use super::collections::{resolve_block_map, resolve_block_seq, resolve_flow_collection};
use super::props::{resolve_end, Props};
use super::scalars::compose_scalar;
use super::{at, node_span, token_span, Ctx};
use crate::cst::{CstNode, FlowScalar, SourceToken, TokenType};
use crate::document::{Alias, Mapping, Node, NodeId, NodeKind, Scalar, Sequence, MAX_DEPTH};
use crate::error::ErrorCode;
use crate::schema::{short_tag, TagKind, MAP_TAG, OMAP_TAG, PAIRS_TAG, SEQ_TAG, SET_TAG};
use crate::value::Value;
use std::collections::HashSet;

pub(crate) fn compose_node(ctx: &mut Ctx<'_>, token: &CstNode, props: &Props<'_>) -> NodeId {
    let id = match token {
        CstNode::FlowScalar(alias) if alias.kind == TokenType::Alias => {
            if props.anchor.is_some() || props.tag.is_some() {
                ctx.error(
                    node_span(token),
                    ErrorCode::AliasProps,
                    "An alias node must not specify any properties",
                );
            }
            compose_alias(ctx, alias)
        }
        CstNode::FlowScalar(_) | CstNode::BlockScalar(_) => {
            let id = compose_scalar(ctx, token, props.tag);
            bind_anchor(ctx, props.anchor, id);
            id
        }
        CstNode::BlockMap(_) | CstNode::BlockSeq(_) | CstNode::FlowCollection(_) => {
            if ctx.depth >= MAX_DEPTH {
                ctx.error(
                    at(token.offset()),
                    ErrorCode::NestingTooDeep,
                    format!("Collections are nested more than {} levels deep", MAX_DEPTH),
                );
                return compose_empty_node(ctx, token.offset(), None, None, props);
            }
            ctx.depth += 1;
            let id = compose_collection(ctx, token, props);
            ctx.depth -= 1;
            id
        }
        other => {
            let message = match other {
                CstNode::Error(err) => err.message.clone(),
                _ => format!("Unsupported token (type: {})", other.type_name()),
            };
            ctx.error(node_span(other), ErrorCode::UnexpectedToken, message);
            return compose_empty_node(ctx, other.offset(), None, None, props);
        }
    };
    let is_empty_plain = matches!(token, CstNode::FlowScalar(s) if s.kind == TokenType::Scalar && s.source.is_empty());
    let node = ctx.doc.node_mut(id);
    if props.space_before {
        node.space_before = true;
    }
    if !props.comment.is_empty() {
        if is_empty_plain {
            node.comment = Some(props.comment.clone());
        } else {
            node.comment_before = Some(props.comment.trim_end_matches('\n').to_string());
        }
    }
    id
}

/// A null scalar standing in for a missing node.
pub(crate) fn compose_empty_node(
    ctx: &mut Ctx<'_>,
    offset: usize,
    before: Option<&[SourceToken]>,
    pos: Option<usize>,
    props: &Props<'_>,
) -> NodeId {
    let offset = empty_scalar_position(offset, before, pos);
    let token = CstNode::FlowScalar(FlowScalar {
        kind: TokenType::Scalar,
        offset,
        indent: 0,
        source: String::new(),
        end: Vec::new(),
    });
    let id = compose_scalar(ctx, &token, props.tag);
    bind_anchor(ctx, props.anchor, id);
    let node = ctx.doc.node_mut(id);
    if props.space_before {
        node.space_before = true;
    }
    if !props.comment.is_empty() {
        node.comment = Some(props.comment.clone());
        node.range[2] = props.end;
    }
    id
}

/// Back up over trailing space, comments and newlines in `before`, so that
/// an empty node sits right after the last real token.
fn empty_scalar_position(offset: usize, before: Option<&[SourceToken]>, pos: Option<usize>) -> usize {
    let before = match before {
        Some(before) => before,
        None => return offset,
    };
    let pos = pos.unwrap_or(before.len()).min(before.len());
    let mut offset = offset;
    let mut i = pos;
    while i > 0 {
        let st = &before[i - 1];
        match st.kind {
            TokenType::Space | TokenType::Comment | TokenType::Newline => {
                offset = offset.saturating_sub(st.source.len());
                i -= 1;
            }
            _ => {
                while let Some(st) = before.get(i).filter(|st| st.kind == TokenType::Space) {
                    offset += st.source.len();
                    i += 1;
                }
                break;
            }
        }
    }
    offset
}

fn bind_anchor(ctx: &mut Ctx<'_>, anchor: Option<&SourceToken>, id: NodeId) {
    let anchor = match anchor {
        Some(anchor) => anchor,
        None => return,
    };
    let name = &anchor.source[1..];
    if name.is_empty() {
        ctx.error(token_span(anchor), ErrorCode::BadAlias, "Anchor cannot be an empty string");
        return;
    }
    ctx.doc.node_mut(id).anchor = Some(name.to_string());
    ctx.doc.bind_anchor(name, id);
}

fn compose_alias(ctx: &mut Ctx<'_>, token: &FlowScalar) -> NodeId {
    let name = &token.source[1..];
    if name.is_empty() {
        ctx.error(at(token.offset), ErrorCode::BadAlias, "Alias cannot be an empty string");
    }
    if name.ends_with(':') {
        ctx.warn(
            at(token.offset + token.source.len() - 1),
            ErrorCode::BadAlias,
            "Alias ending in : is ambiguous",
        );
    }
    let value_end = token.offset + token.source.len();
    let strict = ctx.options.strict;
    let (comment, end) = resolve_end(ctx, &token.end, value_end, strict);
    let kind = match ctx.doc.anchor(name) {
        Some(target) => NodeKind::Alias(Alias {
            source: name.to_string(),
            target,
        }),
        None => {
            ctx.error(
                (token.offset, value_end),
                ErrorCode::BadAlias,
                format!("Aliased anchor not found: {}", name),
            );
            NodeKind::Scalar(Scalar::new(Value::Null))
        }
    };
    let mut node = Node::new(kind);
    node.range = [token.offset, value_end, end];
    node.comment = comment;
    ctx.doc.add_node(node)
}

fn compose_collection(ctx: &mut Ctx<'_>, token: &CstNode, props: &Props<'_>) -> NodeId {
    let tag_name = props.tag.and_then(|tag| tag_name(ctx, tag));

    if matches!(token, CstNode::BlockSeq(_)) {
        let last_prop = match (props.anchor, props.tag) {
            (Some(a), Some(t)) => Some(if a.offset > t.offset { a } else { t }),
            (a, t) => a.or(t),
        };
        if let Some(last) = last_prop {
            let newline_after = props.newline_after_prop.is_some_and(|nl| nl.offset > last.offset);
            if !newline_after {
                ctx.error(
                    token_span(last),
                    ErrorCode::MissingChar,
                    "Missing newline after block sequence props",
                );
            }
        }
    }

    let is_map = match token {
        CstNode::BlockMap(_) => true,
        CstNode::FlowCollection(fc) => fc.is_map(),
        _ => false,
    };
    let kind = if is_map {
        NodeKind::Mapping(Mapping::default())
    } else {
        NodeKind::Sequence(Sequence::default())
    };
    let id = ctx.doc.add_node(Node::new(kind));
    // Bound before the children, which may refer back to it.
    bind_anchor(ctx, props.anchor, id);

    if let (Some(tag), Some(name)) = (props.tag, tag_name.as_deref()) {
        check_collection_tag(ctx, tag, name, is_map);
        if name != "!" {
            ctx.doc.node_mut(id).tag = Some(name.to_string());
        }
    }

    match token {
        CstNode::BlockMap(bm) => resolve_block_map(ctx, id, bm),
        CstNode::BlockSeq(bs) => resolve_block_seq(ctx, id, bs),
        CstNode::FlowCollection(fc) => resolve_flow_collection(ctx, id, fc),
        _ => {}
    }

    if let (Some(tag), Some(name)) = (props.tag, tag_name.as_deref()) {
        validate_typed_collection(ctx, tag, name, id);
    }
    id
}

/// Resolve a tag token, reporting failures.
pub(crate) fn tag_name(ctx: &mut Ctx<'_>, tag: &SourceToken) -> Option<String> {
    let mut problems = Vec::new();
    let name = ctx
        .doc
        .directives
        .tag_name(&tag.source, &mut |msg| problems.push(msg));
    for msg in problems {
        ctx.error(token_span(tag), ErrorCode::TagResolveFailed, msg);
    }
    name
}

/// Report an explicit tag the schema can't use. Strict mode makes it an
/// error, else a warning.
pub(crate) fn unresolved_tag(ctx: &mut Ctx<'_>, tag: &SourceToken, name: &str) {
    let strict = ctx.options.strict;
    ctx.report(
        token_span(tag),
        ErrorCode::TagResolveFailed,
        format!("Unresolved tag: {}", name),
        !strict,
    );
}

fn check_collection_tag(ctx: &mut Ctx<'_>, tag: &SourceToken, name: &str, is_map: bool) {
    let expected = if is_map { TagKind::Mapping } else { TagKind::Sequence };
    if name == "!" || (name == MAP_TAG && is_map) || (name == SEQ_TAG && !is_map) {
        return;
    }
    let kind_name = |kind: TagKind| match kind {
        TagKind::Mapping => "map",
        TagKind::Sequence => "seq",
        TagKind::Scalar => "scalar",
    };
    let found = ctx
        .schema
        .collection_tag(name)
        .map(|t| t.kind)
        .or_else(|| ctx.schema.knows(name).then_some(TagKind::Scalar));
    match found {
        Some(kind) if kind == expected => {}
        Some(kind) => ctx.warn(
            token_span(tag),
            ErrorCode::BadCollectionType,
            format!(
                "{} used for {} collection, but expects {}",
                short_tag(name),
                kind_name(expected),
                kind_name(kind)
            ),
        ),
        None => unresolved_tag(ctx, tag, name),
    }
}

/// `!!set`, `!!omap` and `!!pairs` put extra rules on their contents.
fn validate_typed_collection(ctx: &mut Ctx<'_>, tag: &SourceToken, name: &str, id: NodeId) {
    if !ctx.schema.knows(name) {
        return;
    }
    let doc = &*ctx.doc;
    let problem = match (name, &doc.node(id).kind) {
        (SET_TAG, NodeKind::Mapping(map)) => map
            .pairs
            .iter()
            .any(|pair| {
                let value = doc.resolve(pair.value);
                !matches!(doc.node(value).scalar(), Some(s) if s.value.is_null())
            })
            .then_some("Set items must all have null values"),
        (OMAP_TAG | PAIRS_TAG, NodeKind::Sequence(seq)) => {
            let single_pairs = seq.items.iter().all(|&item| {
                matches!(&doc.node(doc.resolve(item)).kind, NodeKind::Mapping(m) if m.pairs.len() == 1)
            });
            if !single_pairs {
                Some("Each pair must have its own sequence indicator")
            } else if name == OMAP_TAG {
                let mut seen = HashSet::new();
                let repeated = seq
                    .items
                    .iter()
                    .filter_map(|&item| match &doc.node(doc.resolve(item)).kind {
                        NodeKind::Mapping(m) => m.pairs.first().map(|p| p.key),
                        _ => None,
                    })
                    .any(|key| !seen.insert(doc.key_id(key)));
                repeated.then_some("Ordered maps must not include duplicate keys")
            } else {
                None
            }
        }
        _ => None,
    };
    if let Some(message) = problem {
        ctx.error(token_span(tag), ErrorCode::TagResolveFailed, message);
    }
}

+ + +

▶ _REQUIRED WORK_: The final stretch of the listing, from the line containing "Some(s) if s.value.is_null())" through its last line, both included, is to be output exactly and by itself.

▶ _RESPONSE_:
                !matches!(doc.node(value).scalar(), Some(s) if s.value.is_null())
            })
            .then_some("Set items must all have null values"),
        (OMAP_TAG | PAIRS_TAG, NodeKind::Sequence(seq)) => {
            let single_pairs = seq.items.iter().all(|&item| {
                matches!(&doc.node(doc.resolve(item)).kind, NodeKind::Mapping(m) if m.pairs.len() == 1)
            });
            if !single_pairs {
                Some("Each pair must have its own sequence indicator")
            } else if name == OMAP_TAG {
                let mut seen = HashSet::new();
                let repeated = seq
                    .items
                    .iter()
                    .filter_map(|&item| match &doc.node(doc.resolve(item)).kind {
                        NodeKind::Mapping(m) => m.pairs.first().map(|p| p.key),
                        _ => None,
                    })
                    .any(|key| !seen.insert(doc.key_id(key)));
                repeated.then_some("Ordered maps must not include duplicate keys")
            } else {
                None
            }
        }
        _ => None,
    };
    if let Some(message) = problem {
        ctx.error(token_span(tag), ErrorCode::TagResolveFailed, message);
    }
}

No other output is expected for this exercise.